So the sensor has to function without the normal timer functions. The first approach is instead to use the wake up events from sleep as a timer and keep track of time for remaining cycles to midnight. Also at any sending of amount of rain to the controller there is a short wait to enable incoming messages before going to sleep again.

The challenge (at least for me :-)) was to establish when midnight occurs without using any standard timer functions and without asking the controller at every end of the cycle. Because of how the rrd4j persistance works in Openhab the cycle time need to be max 60 seconds so there are quite a few cycles each day.

After several versions the approach became kind of an iteration where the sensor checks the remaining time at half the estimated runtime, then asks again at half of the newly found remaining time and so on. Most likely there are much more elegant ways to accomplish this but it is working.

The sensor itself is "homemade" based on the 328P-PU which runs at 1 Mhz. The only hardware complication was that I found the signal from the Miso unit to be very bouncing why I added an inverted Schmitt trigger to get a nice signal, simply because I had a few lying around and the use of capacitors only still gave a peculiar reading.

The sensor box is a standard "waterproof" IP65 junction box and the mounting console was made with my 3D printer. A few pictures can be found below.

One peculiarity with this sensor was that when using the MySensors library v2 it runs fine at 1MHz but, with everything else identical, modifying the chip to 8 MHz causes the radio connect process to fail. When going back to 1 MHz all runs well again. I have not digged any further into why this is happening.

PS. I have also printed the stl's designed by BulldogLowell as well (@BulldogLowell - Thank's a lot for sharing) but not yet finished that assembly. There are a few modifications I wish to make and not yet had time to finish but this is an issue for another thread.

I decided to test the change from the old (v 1.4 and 1.5) MQTT Gateway (broker) to the new gateway which is a MQTT client. I use Openhab (on a RPi) as controller and must say that the old MQTT gateway has been working fine all the time so the change was triggered mostly because the current gateway is stated to be obsolete for the next MySensors release.

This is just a brief summary the experience so far:

As I had a couple of Nodemcu ESP8266 and no W5100 laying around, the natural choice was to test the ESP8266MQTTClientGateway from the development branch. This is a client why also a broker must be installed, in my case Mosquitto on the Openhab RPi system.

The ESP8266 installation was painless. It worked more or less "out of the box" after a couple of small compilation errors due to choosing DHCP. These were easily eliminated and I also switched to using a fixed IP anyhow.

Mosquitto became a hassle. Everything seemed to be working, I could subscribe/publish messages which were visible over the network but Mosquitto refused to accept connections from the ESP8266 but worked fine for other connections. I tried to change MQTT version as well as other things but without luck. For the install I used the Mosquitto Wheezy repository to get the latest version but something was clearly wrong.
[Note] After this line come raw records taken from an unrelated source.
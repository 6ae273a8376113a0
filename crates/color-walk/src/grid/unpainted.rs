//! Unpainted-cell bitmap with neighborhood and fallback queries.

use super::position::Position;

/// Order in which the fallback scan visits the grid.
#[derive(Debug, Clone, Copy, PartialEq, Eq, Default)]
pub enum ScanOrder {
    /// Column by column, top to bottom within a column.
    #[default]
    ColumnMajor,
    /// Row by row, left to right within a row.
    RowMajor,
}

impl ScanOrder {
    /// Position of the `k`-th cell visited in this order.
    #[inline]
    fn position_at(self, k: usize, width: u32, height: u32) -> Position {
        match self {
            ScanOrder::ColumnMajor => {
                Position::new((k / height as usize) as u32, (k % height as usize) as u32)
            }
            ScanOrder::RowMajor => {
                Position::new((k % width as usize) as u32, (k / width as usize) as u32)
            }
        }
    }

    #[inline]
    fn hint_slot(self) -> usize {
        match self {
            ScanOrder::ColumnMajor => 0,
            ScanOrder::RowMajor => 1,
        }
    }
}

/// Per-cell fill status for a `width` x `height` canvas.
///
/// Every cell starts unpainted and flips to painted exactly once via
/// [`mark_painted()`](Self::mark_painted). The set keeps a running count of
/// unpainted cells so exhaustion checks are O(1).
///
/// # Example
///
/// ```
/// use color_walk::{Position, ScanOrder, UnpaintedSet};
///
/// let mut cells = UnpaintedSet::new(3, 2);
/// assert_eq!(cells.remaining(), 6);
///
/// assert!(cells.mark_painted(Position::new(0, 0)));
/// assert!(!cells.mark_painted(Position::new(0, 0)));
/// assert_eq!(cells.first_unpainted(ScanOrder::ColumnMajor), Some(Position::new(0, 1)));
/// assert_eq!(cells.first_unpainted(ScanOrder::RowMajor), Some(Position::new(1, 0)));
/// ```
#[derive(Debug, Clone)]
pub struct UnpaintedSet {
    width: u32,
    height: u32,
    /// Row-major, `true` = unpainted.
    cells: Vec<bool>,
    remaining: usize,
    /// Per scan order: every cell visited before this index is painted.
    scan_hints: [usize; 2],
}

impl UnpaintedSet {
    /// Create a set with every cell unpainted.
    pub fn new(width: u32, height: u32) -> Self {
        let len = width as usize * height as usize;
        Self {
            width,
            height,
            cells: vec![true; len],
            remaining: len,
            scan_hints: [0; 2],
        }
    }

    #[inline]
    pub fn width(&self) -> u32 {
        self.width
    }

    #[inline]
    pub fn height(&self) -> u32 {
        self.height
    }

    /// Total number of cells, painted or not.
    #[inline]
    pub fn cell_count(&self) -> usize {
        self.cells.len()
    }

    /// Number of cells still unpainted.
    #[inline]
    pub fn remaining(&self) -> usize {
        self.remaining
    }

    /// Whether every cell has been painted.
    #[inline]
    pub fn is_exhausted(&self) -> bool {
        self.remaining == 0
    }

    /// Whether `pos` lies on the grid.
    #[inline]
    pub fn contains(&self, pos: Position) -> bool {
        pos.x < self.width && pos.y < self.height
    }

    #[inline]
    fn index(&self, pos: Position) -> usize {
        pos.y as usize * self.width as usize + pos.x as usize
    }

    /// Whether `pos` is on the grid and not yet painted.
    #[inline]
    pub fn is_unpainted(&self, pos: Position) -> bool {
        self.contains(pos) && self.cells[self.index(pos)]
    }

    /// Mark `pos` as painted.
    ///
    /// Returns `true` if the cell was unpainted before the call, `false` if
    /// it was already painted or lies off the grid.
    pub fn mark_painted(&mut self, pos: Position) -> bool {
        if !self.is_unpainted(pos) {
            return false;
        }
        let index = self.index(pos);
        self.cells[index] = false;
        self.remaining -= 1;
        true
    }

    /// Append the unpainted cells of the 8-neighborhood of `center` to `out`.
    ///
    /// The 3x3 block is clipped to the grid and visited row by row, left to
    /// right; `center` itself is never included.
    pub fn unpainted_neighbors(&self, center: Position, out: &mut Vec<Position>) {
        for dy in -1i64..=1 {
            for dx in -1i64..=1 {
                if dx == 0 && dy == 0 {
                    continue;
                }
                let x = center.x as i64 + dx;
                let y = center.y as i64 + dy;
                if x < 0 || y < 0 || x >= self.width as i64 || y >= self.height as i64 {
                    continue;
                }
                let pos = Position::new(x as u32, y as u32);
                if self.cells[self.index(pos)] {
                    out.push(pos);
                }
            }
        }
    }

    /// First unpainted cell in `order`, or `None` if the grid is full.
    ///
    /// Cells never become unpainted again, so the scan resumes from where
    /// the previous scan in the same order stopped. Amortized over a walk
    /// this visits each cell once per order.
    pub fn first_unpainted(&mut self, order: ScanOrder) -> Option<Position> {
        let slot = order.hint_slot();
        let total = self.cells.len();
        let mut k = self.scan_hints[slot];
        while k < total {
            let pos = order.position_at(k, self.width, self.height);
            if self.cells[self.index(pos)] {
                self.scan_hints[slot] = k;
                return Some(pos);
            }
            k += 1;
        }
        self.scan_hints[slot] = total;
        None
    }
}
use std::sync::atomic::{AtomicBool, Ordering};
use std::sync::Arc;

/// Polled once per walk step; returning `true` stops the walk.
pub trait CancellationChecker {
    fn is_cancelled(&self) -> bool;
}

/// Never cancels, for walks that always run to completion.
#[derive(Debug, Clone, Copy, Default)]
pub struct NeverCancel;

impl CancellationChecker for NeverCancel {
    fn is_cancelled(&self) -> bool {
        false
    }
}

/// Shared cancellation flag.
///
/// Clones observe the same flag, so one half can be handed to the thread
/// running the walk while the other stays with whoever may cancel it.
#[derive(Debug, Clone, Default)]
pub struct CancelFlag {
    flag: Arc<AtomicBool>,
}

impl CancelFlag {
    pub fn new() -> Self {
        Self::default()
    }

    /// Request cancellation. Idempotent.
    pub fn cancel(&self) {
        self.flag.store(true, Ordering::Relaxed);
    }
}

impl CancellationChecker for CancelFlag {
    fn is_cancelled(&self) -> bool {
        self.flag.load(Ordering::Relaxed)
    }
}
Did bite the tongue and made a completely fresh Raspbian installation based on the Jessie version (was on the list anyhow), a fresh Openhab installation and a Mosquitto from the Raspbian Jessie repository. Believe it or not, Mosquitto started to work as it should.

Then Openhab became the nightmare (I am not exaggerating). First I made a mistake with not observing that the MySensors version of the MQTT topic had changed quite a bit from v1.5. My own fault.
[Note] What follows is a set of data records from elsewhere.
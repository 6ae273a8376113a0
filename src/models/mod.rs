pub mod canvas_spec;
pub mod config;

pub use canvas_spec::{CanvasSpec, MAX_CANVAS_CELLS};
pub use config::{AppConfig, CanvasConfig, NeighborPolicySetting, ScanOrderSetting};
//! HTTP server setup and configuration.
//!
//! This module provides the router and application state used by both
//! the production server and integration tests.

use axum::{
    extract::{Path, Query, State},
    http::{header::X_CONTENT_TYPE_OPTIONS, HeaderValue},
    response::{IntoResponse, Response},
    routing::get,
    Router,
};
use std::sync::Arc;
use tower_http::{set_header::SetResponseHeaderLayer, trace::TraceLayer};

use crate::api::{self, SeedQuery};
use crate::assets::AssetLoader;
use crate::error::ApiError;
use crate::models::AppConfig;
use crate::services::{RenderCache, WalkService};

/// Application state shared across all handlers.
#[derive(Clone)]
pub struct AppState {
    pub config: Arc<AppConfig>,
    pub walks: Arc<WalkService>,
    pub render_cache: Arc<RenderCache>,
}

/// Create application state from an asset loader.
pub fn create_app_state(asset_loader: Arc<AssetLoader>) -> anyhow::Result<AppState> {
    let config = Arc::new(AppConfig::load_from_assets(&asset_loader));
    anyhow::ensure!(!config.canvases.is_empty(), "No canvases configured");
    Ok(app_state_from_config(config))
}

/// Create application state from an already loaded config.
pub fn app_state_from_config(config: Arc<AppConfig>) -> AppState {
    let walks =
        Arc::new(WalkService::new(config.clone()).with_png_optimization(config.optimize_png));
    let render_cache = Arc::new(RenderCache::with_capacity(config.render_cache_capacity));

    AppState {
        config,
        walks,
        render_cache,
    }
}

/// Build the API router with all endpoints and middleware.
///
/// This is the core router used by both production and tests.
pub fn build_router(state: AppState) -> Router {
    Router::new()
        // Canvas API endpoints
        .route("/api/canvases", get(handle_list_canvases))
        .route("/api/canvas/:name/image", get(handle_canvas_image))
        .route("/api/canvas/:name/stream", get(handle_canvas_stream))
        // Health check
        .route("/health", get(|| async { "OK" }))
        // Add state and tracing
        .with_state(state)
        .layer(TraceLayer::new_for_http())
        .layer(SetResponseHeaderLayer::if_not_present(
            X_CONTENT_TYPE_OPTIONS,
            HeaderValue::from_static("nosniff"),
        ))
}

// Wrapper handlers to extract state components for the underlying API handlers

async fn handle_list_canvases(State(state): State<AppState>) -> impl IntoResponse {
    api::handle_list_canvases(State(state.walks)).await
}

async fn handle_canvas_image(
    State(state): State<AppState>,
    path: Path<String>,
    query: Query<SeedQuery>,
) -> Result<Response, ApiError> {
    api::handle_canvas_image(
        State(state.walks),
        State(state.render_cache),
        path,
        query,
    )
    .await
}

async fn handle_canvas_stream(
    State(state): State<AppState>,
    path: Path<String>,
    query: Query<SeedQuery>,
) -> Result<Response, ApiError> {
    api::handle_canvas_stream(State(state.walks), path, query)
        .await
        .map(IntoResponse::into_response)
}
//! Walk tuning options.

use crate::grid::ScanOrder;

/// Default number of palette samples per color search.
pub const DEFAULT_SIMILARITY_TOLERANCE: usize = 500;

/// How the next cell is chosen when several neighbors of the cursor are
/// still unpainted.
#[derive(Debug, Clone, Copy, PartialEq, Eq, Default)]
pub enum NeighborPolicy {
    /// Uniformly random among the eligible neighbors.
    #[default]
    Random,
    /// First eligible neighbor, scanning the 3x3 block row by row.
    First,
}

/// Configuration options for a grid walk.
///
/// # Defaults
///
/// - Similarity tolerance: 500 samples per color search
/// - Neighbor policy: [`NeighborPolicy::Random`]
/// - Fallback scan order: [`ScanOrder::ColumnMajor`]
///
/// # Example
///
/// ```
/// use color_walk::{NeighborPolicy, WalkOptions};
///
/// let options = WalkOptions::new()
///     .similarity_tolerance(64)
///     .neighbor_policy(NeighborPolicy::First);
/// assert_eq!(options.similarity_tolerance, 64);
/// ```
#[derive(Debug, Clone, PartialEq, Eq)]
pub struct WalkOptions {
    /// Upper bound on palette samples compared per step.
    ///
    /// Higher values find closer colors at a linear cost per step; the
    /// search is exact only once the tolerance exceeds the palette size by a
    /// wide margin. A value of 0 is treated as 1.
    ///
    /// Default: `500`
    pub similarity_tolerance: usize,

    /// Neighbor tie-break policy.
    ///
    /// Default: [`NeighborPolicy::Random`]
    pub neighbor_policy: NeighborPolicy,

    /// Order of the global scan used when the cursor has no unpainted
    /// neighbor.
    ///
    /// Default: [`ScanOrder::ColumnMajor`]
    pub scan_order: ScanOrder,
}

impl WalkOptions {
    pub fn new() -> Self {
        Self::default()
    }

    #[inline]
    pub fn similarity_tolerance(mut self, tolerance: usize) -> Self {
        self.similarity_tolerance = tolerance;
        self
    }

    #[inline]
    pub fn neighbor_policy(mut self, policy: NeighborPolicy) -> Self {
        self.neighbor_policy = policy;
        self
    }

    #[inline]
    pub fn scan_order(mut self, order: ScanOrder) -> Self {
        self.scan_order = order;
        self
    }
}

impl Default for WalkOptions {
    fn default() -> Self {
        Self {
            similarity_tolerance: DEFAULT_SIMILARITY_TOLERANCE,
            neighbor_policy: NeighborPolicy::default(),
            scan_order: ScanOrder::default(),
        }
    }
}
Anyhow, this means that Openhab item definitions have to be adjusted to the new topic structure (not a big job, "find and replace" in a good editor does it swiftly).

Once the items were OK I hoped for success but that was in vain. The MQTT messages from/to the gateway via Mosquitto were completely ignored by Openhab even though the connection to Mosquitto was accepted and established with no error loggings at all.
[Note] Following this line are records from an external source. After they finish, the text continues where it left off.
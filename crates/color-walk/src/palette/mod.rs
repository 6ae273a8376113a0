//! Palette types and generation
//!
//! This module provides the evenly sampled palette generator and the
//! shrinking [`Palette`] the walker draws from.

mod error;
mod palette;

pub use error::PaletteError;
pub use palette::{channel_samples, generate, validate_levels, Palette, CHANNEL_VALUES};
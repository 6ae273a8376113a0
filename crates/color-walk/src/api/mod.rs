//! Public configuration and error API.

mod config;
mod error;

pub use config::WalkConfig;
pub use error::{ConfigError, ExhaustionError, WalkError};
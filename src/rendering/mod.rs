pub mod encode;

pub use encode::{encode_rgb, render_canvas};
Of course I tried the old binding to the version 1.5 gateway again and this worked like a charm. I made some test items in Openhab and tested bindings to Mosquitto on the RPi and Mosquitto on Windows and found that Openhab showed outbound commands for these test items on the bus and also sent them to the broker but refused to read anything coming in.

The bindings used were of the transport configuration type which had worked well for the v1.5 gateway. After many hours of work and as a last resort I decided to test adding an event bus binding configuration to the Mosquitto broker definitions in Openhab. And even if I had made an error in the topic definitions the MQTT messages STARTED ROLLING IN!!!!!

So just by adding a stateSubscribeTopic and a commandSubscribeTopic in an event bus configuration Openhab seemed to have loaded up what was missing. This was never needed for the binding to the v1.5 MQTT gateway and there is no logic in why it made a difference for the Mosquitto binding. Especially so because the topic definitions I made for the new binding were wrong.

Now the ESP8266 test installation has worked without glitches for a day and the messages keep rolling in to Openhab. State changes as well as commands sent back to the sensor boxes via the ESP8266 gateway works fine as well.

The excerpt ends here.